Allergies in Pets
Allergic inhalant dermatitis (atopy) is the most common skin problem seen in pets in the Lawrence area. People with allergies often sneeze but allergic pets develop itchiness (pruritus) and frequently lick their paws (pedal pruritus).
Owners should be familiar with medications used in treating atopy. Long-term medications are often necessary and side effects can occur. We will be happy to discuss questions or concerns you might have.
We may recommend intradermal allergy testing (skin testing) to confirm the diagnosis. Your pet will be referred to the Veterinary Allergy and Dermatology Clinic in Kansas City.

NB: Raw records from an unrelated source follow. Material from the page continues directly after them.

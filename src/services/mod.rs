// ============================================================================
// 业务层：纯 Rust 核心逻辑
// ✅ 特点：不依赖命令行解析，保持纯净，方便写 #[test]
// ⛔ 禁止：直接打印到 stdout（输出由 commands 层负责）
// ============================================================================

pub mod command_builder;
pub mod icon_converter;
pub mod launcher;
pub mod platform;
pub mod scanner;
pub mod version_parser;

// ============================================================================
// 常量定义
// ============================================================================

/// 版本信息文件的保留文件名
pub const VERSION_FILE_NAME: &str = "versionmark.txt";

/// 依赖清单的保留文件名
pub const REQUIREMENTS_FILE_NAME: &str = "requirements.txt";

/// 虚拟环境目录名（只按名称识别，不检查内容）
pub const VENV_DIR_NAME: &str = "venv";

/// 默认输出目录名（位于主脚本所在目录下）
pub const DEFAULT_DIST_DIR: &str = "dist";

/// 主脚本扩展名
pub const SCRIPT_EXTENSION: &str = "py";

/// 识别为图标的扩展名
pub const ICON_EXTENSIONS: &[&str] = &["ico", "png", "jpg", "jpeg"];

/// 识别为数据文件的扩展名
pub const DATA_EXTENSIONS: &[&str] = &["json", "yaml", "yml", "xml", "csv", "txt"];

/// 图标转换输出的固定尺寸（升序）
pub const ICON_SIZES: &[u32] = &[16, 32, 48, 64, 128];
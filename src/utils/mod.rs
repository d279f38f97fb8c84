pub mod error;
pub mod logger;
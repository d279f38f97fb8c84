// ============================================================================
// 日志后端：实现 log::Log，同时输出到 stderr 和 <log_dir>/packager.log
// 行格式：<时间> - <模块> - <级别> - <消息>
// ============================================================================

use std::fs::{File, OpenOptions};
use std::io::Write;
use std::path::Path;
use std::sync::Mutex;

use log::{Level, LevelFilter, Log, Metadata, Record};
use time::macros::format_description;
use time::OffsetDateTime;

use crate::utils::error::{AppError, AppResult};

/// 日志文件名
pub const LOG_FILE_NAME: &str = "packager.log";

/// 双路日志记录器：stderr + 追加写入的日志文件
pub struct PackagerLogger {
    level: LevelFilter,
    file: Option<Mutex<File>>,
}

impl PackagerLogger {
    /// 创建日志记录器，`log_dir` 为 None 时只输出到 stderr
    pub fn new(log_dir: Option<&Path>, level: LevelFilter) -> AppResult<Self> {
        let file = match log_dir {
            Some(dir) => {
                std::fs::create_dir_all(dir).map_err(|e| AppError::io_with_path(dir, e))?;
                let path = dir.join(LOG_FILE_NAME);
                let file = OpenOptions::new()
                    .create(true)
                    .append(true)
                    .open(&path)
                    .map_err(|e| AppError::io_with_path(&path, e))?;
                Some(Mutex::new(file))
            }
            None => None,
        };

        Ok(Self { level, file })
    }

    /// 格式化单条日志
    pub fn format_line(&self, record: &Record) -> String {
        format!(
            "{} - {} - {} - {}",
            timestamp(),
            record.target(),
            level_name(record.level()),
            record.args()
        )
    }
}

impl Log for PackagerLogger {
    fn enabled(&self, metadata: &Metadata) -> bool {
        metadata.level() <= self.level
    }

    fn log(&self, record: &Record) {
        if !self.enabled(record.metadata()) {
            return;
        }

        let line = self.format_line(record);
        eprintln!("{}", line);

        if let Some(file) = &self.file {
            if let Ok(mut f) = file.lock() {
                let _ = writeln!(f, "{}", line);
            }
        }
    }

    fn flush(&self) {
        if let Some(file) = &self.file {
            if let Ok(mut f) = file.lock() {
                let _ = f.flush();
            }
        }
    }
}

/// 安装全局日志记录器
///
/// 重复安装时保留第一次的记录器，不视为错误。
pub fn init(log_dir: Option<&Path>, level: LevelFilter) -> AppResult<()> {
    let logger = PackagerLogger::new(log_dir, level)?;
    if log::set_boxed_logger(Box::new(logger)).is_ok() {
        log::set_max_level(level);
    }
    Ok(())
}

/// 将配置中的级别名解析为 LevelFilter，未知名称回退到 Info
pub fn parse_level(name: &str) -> LevelFilter {
    name.trim().parse().unwrap_or(LevelFilter::Info)
}

fn level_name(level: Level) -> &'static str {
    match level {
        Level::Error => "ERROR",
        Level::Warn => "WARNING",
        Level::Info => "INFO",
        Level::Debug => "DEBUG",
        Level::Trace => "TRACE",
    }
}

fn timestamp() -> String {
    let now = OffsetDateTime::now_local().unwrap_or_else(|_| OffsetDateTime::now_utc());
    let fmt = format_description!(
        "[year]-[month]-[day] [hour]:[minute]:[second],[subsecond digits:3]"
    );
    now.format(&fmt).unwrap_or_else(|_| now.to_string())
}

// ============================================================================
// 单元测试
// ============================================================================
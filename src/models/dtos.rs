// ============================================================================
// 数据传输对象（DTO）定义
// 组件之间传递的数据结构，仅包含字段定义和序列化派生
// ⛔ 禁止：包含复杂的业务逻辑方法
// ============================================================================

use std::collections::BTreeSet;
use std::path::PathBuf;

use serde::{Deserialize, Serialize};

/// 版本信息，对应 PyInstaller 版本文件中的字段
///
/// 两个数字元组始终为 4 位，由对应的点分版本字符串推导而来。
#[derive(Serialize, Deserialize, Clone, Debug, Default, PartialEq, Eq)]
#[serde(rename_all = "PascalCase")]
pub struct VersionInfo {
    pub company_name: String,
    pub file_description: String,
    pub file_version: String,
    pub legal_copyright: String,
    pub product_name: String,
    pub product_version: String,
    /// FixedFileInfo.filevers
    #[serde(rename = "filevers")]
    pub file_version_numeric: [u32; 4],
    /// FixedFileInfo.prodvers
    #[serde(rename = "prodvers")]
    pub product_version_numeric: [u32; 4],
}

/// 项目扫描结果，由 `scanner::scan_project` 返回
#[derive(Serialize, Deserialize, Clone, Debug, Default, PartialEq, Eq)]
pub struct ScanResult {
    /// 目录下的 .py 文件
    pub python_files: BTreeSet<PathBuf>,
    /// 可能需要随包分发的数据文件
    pub data_files: BTreeSet<PathBuf>,
    /// requirements.txt
    pub requirements: Option<PathBuf>,
    /// versionmark.txt
    pub version_file: Option<PathBuf>,
    /// 目录中遇到的第一个图标/图像文件
    pub icon_file: Option<PathBuf>,
    /// 项目根目录下名为 venv 的子目录
    pub venv_dir: Option<PathBuf>,
}

/// 项目信息，由 `scan` 命令返回
#[derive(Serialize, Deserialize, Clone, Debug)]
pub struct ProjectInfo {
    /// 主脚本路径
    pub script: PathBuf,
    /// 默认输出目录（主脚本目录下的 dist/）
    pub default_output_dir: PathBuf,
    pub scan: ScanResult,
}

/// 一次打包调用的参数
#[derive(Serialize, Deserialize, Clone, Debug, PartialEq, Eq)]
pub struct BuildRequest {
    pub script_path: PathBuf,
    pub output_dir: PathBuf,
    /// true 生成单文件，false 生成目录
    pub onefile: bool,
    pub venv_path: Option<PathBuf>,
    pub icon_path: Option<PathBuf>,
    /// 按用户添加顺序排列的额外数据文件
    pub extra_files: Vec<PathBuf>,
    pub version_file: Option<PathBuf>,
}

/// 构造好的打包命令
#[derive(Serialize, Deserialize, Clone, Debug, PartialEq, Eq)]
pub struct BuildCommand {
    /// 虚拟环境激活前缀，如 `source "/p/venv/bin/activate" &&`
    pub activation: Option<String>,
    /// 打包工具程序名
    pub program: String,
    /// 有序参数列表，路径参数已加双引号
    pub args: Vec<String>,
    /// 执行命令的工作目录（主脚本所在目录）
    pub work_dir: PathBuf,
}

/// 启动回执：只表示打包窗口已启动，不代表打包完成
#[derive(Serialize, Deserialize, Clone, Debug)]
pub struct LaunchReceipt {
    /// 临时启动脚本路径（脚本执行完毕后自行删除）
    pub script_path: PathBuf,
    pub work_dir: PathBuf,
    pub command_line: String,
}
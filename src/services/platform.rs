// ============================================================================
// 平台差异策略
// ============================================================================
//
// Windows 与 Unix 两个分支只在以下几点不同：
// - --add-data 参数中源路径与目标路径之间的分隔符
// - 虚拟环境激活脚本的位置与调用语法
// - 临时启动脚本的扩展名与内容
// 每个平台实现 PlatformStrategy trait，通过 get_platform 工厂函数获取。

use std::path::{Path, PathBuf};

use crate::utils::error::{AppError, AppResult};

// ============================================================================
// 平台策略 Trait 定义
// ============================================================================

/// 平台策略 trait
pub trait PlatformStrategy {
    /// 平台标识（"windows" / "unix"）
    fn name(&self) -> &str;

    /// --add-data 中 `源路径<分隔符>目标目录` 的分隔符
    fn data_separator(&self) -> char;

    /// 虚拟环境中激活脚本的位置
    fn activation_script(&self, venv_path: &Path) -> PathBuf;

    /// 激活虚拟环境的命令前缀（以 `&&` 结尾）
    fn activation_prefix(&self, activation_script: &Path) -> String;

    /// 临时启动脚本扩展名
    fn launcher_extension(&self) -> &str;

    /// 临时启动脚本内容：切换到工作目录、执行命令、等待用户确认
    fn launcher_script(&self, work_dir: &Path, command_line: &str) -> String;
}

// ============================================================================
// Windows 策略
// ============================================================================

/// Windows：`call "venv\Scripts\activate.bat" &&`，分隔符 `;`
pub struct WindowsPlatform;

impl PlatformStrategy for WindowsPlatform {
    fn name(&self) -> &str {
        "windows"
    }

    fn data_separator(&self) -> char {
        ';'
    }

    fn activation_script(&self, venv_path: &Path) -> PathBuf {
        venv_path.join("Scripts").join("activate.bat")
    }

    fn activation_prefix(&self, activation_script: &Path) -> String {
        format!("call \"{}\" &&", activation_script.display())
    }

    fn launcher_extension(&self) -> &str {
        "bat"
    }

    fn launcher_script(&self, work_dir: &Path, command_line: &str) -> String {
        // chcp 65001 保证中文路径与输出正常显示
        format!(
            "\r\n@echo off\r\nchcp 65001 > nul\r\ncd /d \"{}\"\r\n{}\r\necho.\r\necho 打包完成，按任意键关闭窗口...\r\npause >nul\r\n",
            work_dir.display(),
            command_line
        )
    }
}

// ============================================================================
// Unix 策略
// ============================================================================

/// Linux / macOS：`source "venv/bin/activate" &&`，分隔符 `:`
pub struct UnixPlatform;

impl PlatformStrategy for UnixPlatform {
    fn name(&self) -> &str {
        "unix"
    }

    fn data_separator(&self) -> char {
        ':'
    }

    fn activation_script(&self, venv_path: &Path) -> PathBuf {
        venv_path.join("bin").join("activate")
    }

    fn activation_prefix(&self, activation_script: &Path) -> String {
        format!("source \"{}\" &&", activation_script.display())
    }

    fn launcher_extension(&self) -> &str {
        "sh"
    }

    fn launcher_script(&self, work_dir: &Path, command_line: &str) -> String {
        // 执行完毕后删除脚本自身
        format!(
            "#!/usr/bin/env bash\ncd \"{}\"\n{}\necho\necho \"打包完成，按回车键关闭窗口...\"\nrm -f \"$0\"\nread -r _\n",
            work_dir.display(),
            command_line
        )
    }
}

// ============================================================================
// 工厂函数
// ============================================================================

/// 根据平台标识获取对应的策略
pub fn get_platform(name: &str) -> AppResult<Box<dyn PlatformStrategy>> {
    match name {
        "windows" => Ok(Box::new(WindowsPlatform)),
        "unix" | "linux" | "macos" => Ok(Box::new(UnixPlatform)),
        _ => Err(AppError::ValidationError(format!("不支持的平台：{}", name))),
    }
}

/// 当前编译目标平台的策略
pub fn current_platform() -> Box<dyn PlatformStrategy> {
    if cfg!(windows) {
        Box::new(WindowsPlatform)
    } else {
        Box::new(UnixPlatform)
    }
}

// ============================================================================
// 单元测试
// ============================================================================
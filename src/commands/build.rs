// ============================================================================
// 构建相关 Commands
// 负责：汇总用户选项与扫描结果、转换图标、构造并启动打包命令
// ============================================================================

use std::path::{Path, PathBuf};

use crate::cli::BuildArgs;
use crate::config::AppConfig;
use crate::models::dtos::{BuildRequest, LaunchReceipt, ScanResult};
use crate::services::command_builder::{
    build_command, merge_extra_files, render_command_line, validate_build_request,
};
use crate::services::icon_converter::{convert_to_ico, needs_conversion};
use crate::services::launcher::launch_detached;
use crate::services::platform::{current_platform, get_platform, PlatformStrategy};
use crate::services::scanner::{default_output_dir, scan_project};
use crate::utils::error::{AppError, AppResult};

/// build 命令的结果
#[derive(Debug)]
pub enum BuildOutcome {
    /// --dry-run：只生成命令行
    DryRun(String),
    /// 打包窗口已启动（不代表打包完成）
    Launched(LaunchReceipt),
}

/// 汇总命令行选项与扫描结果，生成 BuildRequest
///
/// 命令行显式指定的选项优先于扫描结果；非 .ico 图标在此处先转换
/// （--dry-run 时不转换，只使用转换后的目标路径）。
pub fn prepare_build_request(args: &BuildArgs, config: &AppConfig) -> AppResult<BuildRequest> {
    if !args.script.is_file() {
        return Err(AppError::NotFound(format!("主脚本 {}", args.script.display())));
    }
    let script = std::path::absolute(&args.script)?;

    let scan = if args.no_scan {
        ScanResult::default()
    } else {
        scan_project(&script)?
    };

    let output_dir = match &args.output {
        Some(dir) => std::path::absolute(dir)?,
        None => default_output_dir(&script)?,
    };

    let venv_path = if args.no_venv {
        None
    } else {
        absolute_opt(args.venv.as_deref())?.or(scan.venv_dir)
    };

    let icon_path = match absolute_opt(args.icon.as_deref())?.or(scan.icon_file) {
        Some(icon) if needs_conversion(&icon) => {
            if args.dry_run {
                Some(icon.with_extension("ico"))
            } else {
                Some(convert_to_ico(&icon, None)?)
            }
        }
        other => other,
    };

    let added = args
        .add_data
        .iter()
        .map(std::path::absolute)
        .collect::<Result<Vec<_>, _>>()?;
    let extra_files: Vec<PathBuf> = merge_extra_files(scan.data_files.into_iter().chain(added));

    let onefile = if args.onefile {
        true
    } else if args.onedir {
        false
    } else {
        config.default_onefile
    };

    let request = BuildRequest {
        script_path: script,
        output_dir,
        onefile,
        venv_path,
        icon_path,
        extra_files,
        version_file: absolute_opt(args.version_file.as_deref())?.or(scan.version_file),
    };

    validate_build_request(&request)?;
    Ok(request)
}

/// 启动脚本会先切换到主脚本目录，用户给出的相对路径需按当前目录补全
fn absolute_opt(path: Option<&Path>) -> AppResult<Option<PathBuf>> {
    Ok(path.map(std::path::absolute).transpose()?)
}

/// 构建打包命令并启动（或在 --dry-run 时仅返回命令行）
pub fn build_package(args: &BuildArgs, config: &AppConfig) -> AppResult<BuildOutcome> {
    log::info!("开始打包过程...");

    let request = prepare_build_request(args, config)?;
    let platform: Box<dyn PlatformStrategy> = match &args.platform {
        Some(name) => get_platform(name)?,
        None => current_platform(),
    };

    let command = build_command(&request, platform.as_ref(), &config.pyinstaller)?;

    if args.dry_run {
        return Ok(BuildOutcome::DryRun(render_command_line(&command)));
    }

    let receipt = launch_detached(&command, platform.as_ref(), config.new_window)?;
    log::info!("打包命令已启动，请在新窗口中查看进度");
    Ok(BuildOutcome::Launched(receipt))
}

// ============================================================================
// 单元测试
// ============================================================================
pub mod build;
pub mod project;
//! 报表聚合（纯函数）

use std::collections::{HashMap, HashSet};

use chrono::{DateTime, Utc};
use serde::{Deserialize, Serialize};
use serde_json::Value;

use super::TrailingWindow;
use crate::tracking::{DeviceClass, StoredEvent, VisitRecord};

/// 聚合参数
#[derive(Debug, Clone, Copy, PartialEq, Eq)]
pub struct ReportOptions {
    /// 事件样本拉取上限
    pub event_sample_limit: u64,
    /// 排行榜长度
    pub top_n: usize,
}

impl Default for ReportOptions {
    fn default() -> Self {
        Self {
            event_sample_limit: 50,
            top_n: 10,
        }
    }
}

/// 排行榜条目
#[derive(Debug, Clone, PartialEq, Eq, Serialize, Deserialize)]
pub struct CountEntry {
    pub name: String,
    pub count: u64,
}

/// 设备分布
#[derive(Debug, Clone, Copy, PartialEq, Eq, Default, Serialize, Deserialize)]
pub struct DeviceBreakdown {
    pub desktop: u64,
    pub tablet: u64,
    pub mobile: u64,
}

impl DeviceBreakdown {
    fn add(&mut self, device_type: &str) {
        match device_type.parse::<DeviceClass>() {
            Ok(DeviceClass::Desktop) => self.desktop += 1,
            Ok(DeviceClass::Tablet) => self.tablet += 1,
            Ok(DeviceClass::Mobile) => self.mobile += 1,
            Err(_) => {}
        }
    }
}

/// 管理端报表
#[derive(Debug, Clone, PartialEq, Serialize, Deserialize)]
pub struct AnalyticsReport {
    pub window: TrailingWindow,
    pub since: DateTime<Utc>,
    /// 不同会话数，作为“独立访客”的近似值
    pub unique_sessions: u64,
    /// 不同设备指纹数，与会话数并列给出，不参与合并
    pub unique_fingerprints: u64,
    pub total_visits: u64,
    /// 停留秒数均值，只统计大于 0 的行
    pub avg_time_on_page: u64,
    /// 滚动深度均值，只统计大于 0 的行
    pub avg_scroll_depth: u64,
    pub devices: DeviceBreakdown,
    pub top_pages: Vec<CountEntry>,
    pub top_event_types: Vec<CountEntry>,
    pub top_categories: Vec<CountEntry>,
    pub event_sample_size: usize,
    /// 事件样本达到拉取上限，排行榜可能不完整
    pub event_sample_truncated: bool,
}

/// 从原始行计算报表
pub fn build_report(
    window: TrailingWindow,
    since: DateTime<Utc>,
    visits: &[VisitRecord],
    events: &[StoredEvent],
    options: ReportOptions,
) -> AnalyticsReport {
    let unique_sessions = visits
        .iter()
        .map(|v| v.session_id.as_str())
        .collect::<HashSet<_>>()
        .len() as u64;

    let unique_fingerprints = visits
        .iter()
        .filter_map(|v| v.fingerprint.as_deref())
        .filter(|fp| !fp.is_empty())
        .collect::<HashSet<_>>()
        .len() as u64;

    let mut devices = DeviceBreakdown::default();
    for visit in visits {
        devices.add(&visit.device_type);
    }

    let top_pages = rank(visits.iter().map(|v| v.page_path.clone()), options.top_n);
    let top_event_types = rank(
        events
            .iter()
            .map(|e| e.record.event.event_type.as_str().to_string()),
        options.top_n,
    );
    let top_categories = rank(
        events
            .iter()
            .filter_map(|e| category_of(e.record.event.metadata.get("category"))),
        options.top_n,
    );

    AnalyticsReport {
        window,
        since,
        unique_sessions,
        unique_fingerprints,
        total_visits: visits.len() as u64,
        avg_time_on_page: positive_mean(visits.iter().map(|v| v.time_on_page)),
        avg_scroll_depth: positive_mean(visits.iter().map(|v| v.scroll_depth)),
        devices,
        top_pages,
        top_event_types,
        top_categories,
        event_sample_size: events.len(),
        event_sample_truncated: events.len() as u64 >= options.event_sample_limit,
    }
}

/// 只对正值求均值并四舍五入，没有正值时为 0
fn positive_mean(values: impl Iterator<Item = i32>) -> u64 {
    let (sum, count) = values
        .filter(|v| *v > 0)
        .fold((0u64, 0u64), |(sum, count), v| (sum + v as u64, count + 1));
    if count == 0 {
        return 0;
    }
    (sum as f64 / count as f64).round() as u64
}

fn category_of(value: Option<&Value>) -> Option<String> {
    match value? {
        Value::String(s) if !s.is_empty() => Some(s.clone()),
        Value::Number(n) => Some(n.to_string()),
        Value::Bool(b) => Some(b.to_string()),
        _ => None,
    }
}

/// 计数后按次数降序，次数相同时保持首次出现的顺序
fn rank(items: impl Iterator<Item = String>, top_n: usize) -> Vec<CountEntry> {
    let mut index: HashMap<String, usize> = HashMap::new();
    let mut entries: Vec<CountEntry> = Vec::new();

    for name in items {
        match index.get(&name) {
            Some(&i) => entries[i].count += 1,
            None => {
                index.insert(name.clone(), entries.len());
                entries.push(CountEntry { name, count: 1 });
            }
        }
    }

    // sort_by 是稳定排序
    entries.sort_by(|a, b| b.count.cmp(&a.count));
    entries.truncate(top_n);
    entries
}

#[cfg(test)]
mod tests {
    use super::*;

    fn names(entries: &[CountEntry]) -> Vec<&str> {
        entries.iter().map(|e| e.name.as_str()).collect()
    }

    #[test]
    fn test_rank_orders_by_count_then_first_seen() {
        let items = ["b", "a", "c", "a", "c", "d"].map(String::from);
        let ranked = rank(items.into_iter(), 10);
        assert_eq!(names(&ranked), vec!["a", "c", "b", "d"]);
        assert_eq!(ranked[0].count, 2);
    }

    #[test]
    fn test_rank_truncates() {
        let items = (0..20).map(|i| format!("/p{}", i));
        assert_eq!(rank(items, 10).len(), 10);
    }

    #[test]
    fn test_positive_mean_ignores_zero_rows() {
        assert_eq!(positive_mean([0, 10, 0, 21].into_iter()), 16);
        assert_eq!(positive_mean([0, 0].into_iter()), 0);
        assert_eq!(positive_mean(std::iter::empty()), 0);
    }

    #[test]
    fn test_category_of() {
        assert_eq!(
            category_of(Some(&Value::from("web"))),
            Some("web".to_string())
        );
        assert_eq!(category_of(Some(&Value::Null)), None);
        assert_eq!(category_of(Some(&Value::from(""))), None);
        assert_eq!(category_of(None), None);
    }
}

Antihistamines are frequently used to reduce allergic reactions. For dogs with allergies, it is usually necessary to combine multiple treatment items to get them under control, such as food, shampoos, omega 3 fatty acids, and sometimes stronger medications. About one-third of atopic pets benefit from antihistamines.
What You Should Know About Over-the-Counter Antihistamine Use in Dogs and Cats by Dr. Clayton Greenway
Natural Anti-Inflammatory Medications
Omega-3 and Omega-6 Fatty Acids are natural anti-inflammatory agents which may be helpful in maintaining coat and skin heath.
Medicated Shampoos and Rinses
Medicated Shampoos and Rinses soothe and hydrate your pet’s skin. Bathing also results in removal of topical allergens, bacteria and yeast. Many shampoos contain analgesics for itching relief. Cool water bathing is more relieving than warm water.
Topical Medications include cortisone, antihistamines and antibiotics, and are beneficial for your pet’s focal allergic flare ups.
Cortisone/Steroids are a widely used (and abused) class of drugs in veterinary medicine. Corticosteroids should be used cautiously as side effects can occur.
Apoquel® is an exciting new oral therapy for dogs designed to target the source of the itch. Apoquel® works for inhalant and food allergies, and can safely be used long term.